[[ RECORD EXTRACTS, beginning ]]

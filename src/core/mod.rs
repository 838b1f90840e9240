pub mod engine;
pub mod profile_pipeline;

pub use crate::domain::model::{
    InsightResult, InsightSummary, MetricSnapshot, Post, Profile, ProfileTarget, ScrapedProfile,
};
pub use crate::domain::ports::{ConfigProvider, Pipeline, Storage};
pub use crate::utils::error::Result;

[[ RECORD EXTRACTS, end ]]

WHAT THIS TASK INVOLVES | Word for word, copy every entry.

REPLY |
filename src/core/mod.rs
repository 838b1f90840e9240
pub mod engine;
pub mod profile_pipeline;

pub use crate::domain::model::{
    InsightResult, InsightSummary, MetricSnapshot, Post, Profile, ProfileTarget, ScrapedProfile,
};
pub use crate::domain::ports::{ConfigProvider, Pipeline, Storage};
pub use crate::utils::error::Result;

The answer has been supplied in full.